Froots
Comparison

Froots vs Hermes: the 2026 local AI agent comparison

Hermes agent is the new darling of the CLI-agent crowd. Froots is the notes-first workspace with four built-in agents. Here's the honest head-to-head — use cases, pricing, features, and the one thing each one does better than anyone else.

Apr 14, 2026 · 4 min read ·By Priya Menon ·comparison · hermes · agents

Hermes got popular fast. A small, auditable, open-source agent runtime that runs in your terminal and talks to any LLM via the OpenAI-compatible API. If you've read a few "local agents in 2026" threads, you've seen it mentioned. If you're evaluating a workspace-grade answer to the same problem, you've probably seen Froots too.

This is the straight comparison. We ship Froots, so there's a bias you should be aware of — we still think the recommendation below is honest.

TL;DR

Pick Hermes Pick Froots
Shape CLI daemon + SDK Desktop app + CLI
Best for Scripting, CI, headless servers, devs Daily knowledge work, notes, teams
Notes editor No Yes (block editor, graph, search)
Built-in agents Define your own Four, plus write-your-own
License Apache-2.0 BSL (app) / AGPL-3.0 (sync server)
Price Free Free Seedling; $14.99/mo Pro; $29/seat Teams

If your default move is vim agent.yml you'll love Hermes. If your default move is ⌘N new note you'll love Froots.

Where they're the same

Both runtimes hit the same marks, so you can skip these when comparing:

If a thread tells you one of these is a Hermes-exclusive or Froots-exclusive, it's outdated.

Where they diverge

Hermes is a runtime; Froots is a workspace

Hermes is one binary (hermes). You give it a config, it runs agents. You wire it into your editor, your terminal, your CI — wherever you want agents.

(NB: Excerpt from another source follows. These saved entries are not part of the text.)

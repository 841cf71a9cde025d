use anchor_lang::prelude::*;

/// Custom error codes for the pool vesting program.
#[error_code]
pub enum VestingError {
    #[msg("Unauthorized: administrator signature required")]
    Unauthorized,

    #[msg("Vesting pool not found")]
    PoolNotFound,

    #[msg("Allocation references an unknown pool")]
    InvalidPool,

    #[msg("User is not in whitelist")]
    NotWhitelisted,

    #[msg("Allocation already exists for this pool and beneficiary")]
    DuplicateAllocation,

    #[msg("User is disabled from claiming token")]
    Disabled,

    #[msg("Zero amount to claim")]
    ZeroClaimable,

    #[msg("Distributed amount would exceed allocation")]
    LedgerOverrun,

    #[msg("Token transfer failed")]
    TransferFailed,

    #[msg("Invalid allocation (must be > 0)")]
    InvalidAllocation,

    #[msg("Too many pools requested in one query")]
    PoolQueryTooLarge,

    #[msg("Too many allocations requested in one query")]
    AllocationQueryTooLarge,

    #[msg("Invalid public key")]
    InvalidPubkey,

    #[msg("Initial unlock ratio must be at most 1000")]
    InvalidUnlockRatio,

    #[msg("Pool name too long")]
    PoolNameTooLong,

    #[msg("Invalid configuration")]
    InvalidConfig,

    #[msg("Active transfer cap must have a positive limit")]
    InvalidTransferCap,

    #[msg("Pool is not revocable")]
    NotRevocable,

    #[msg("Allocation is already revoked")]
    AlreadyRevoked,

    #[msg("Invalid token mint")]
    InvalidTokenMint,

    #[msg("Invalid token account")]
    InvalidTokenAccount,

    #[msg("Insufficient vault balance")]
    InsufficientVaultBalance,

    #[msg("Withdrawal would leave the vault unable to cover outstanding allocations")]
    WithdrawExceedsSurplus,

    #[msg("Math overflow")]
    MathOverflow,
}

Froots is a full Tauri desktop app that contains an agent runtime. You can't "wire Froots into VS Code" the way you can Hermes, because Froots wants to be the surface, not a backend.

This is the biggest single difference. Pick based on whether you want plumbing or a place.

Hermes has a smaller surface

Hermes does one thing: run agents. No editor, no calendar view, no inbox, no graph, no widgets. This is a feature, not a limitation — Hermes is easier to audit, port, and integrate. The entire source fits in a weekend's reading.

Froots is ~300K lines when you include the frontend, the Rust backend, and the sync server. It does more because it's doing more. The tradeoff is that it's harder to audit line-by-line, easier to use on day one.

The agent philosophy

Hermes's philosophy: agents are code, keep them terse. Froots's philosophy: agents are characters, give them voice. Neither is wrong.

Routines

Hermes doesn't have "routines" as a first-class concept — you compose agents and schedule them via cron or systemd timers. Fine for sysadmins, a wall if you're not one.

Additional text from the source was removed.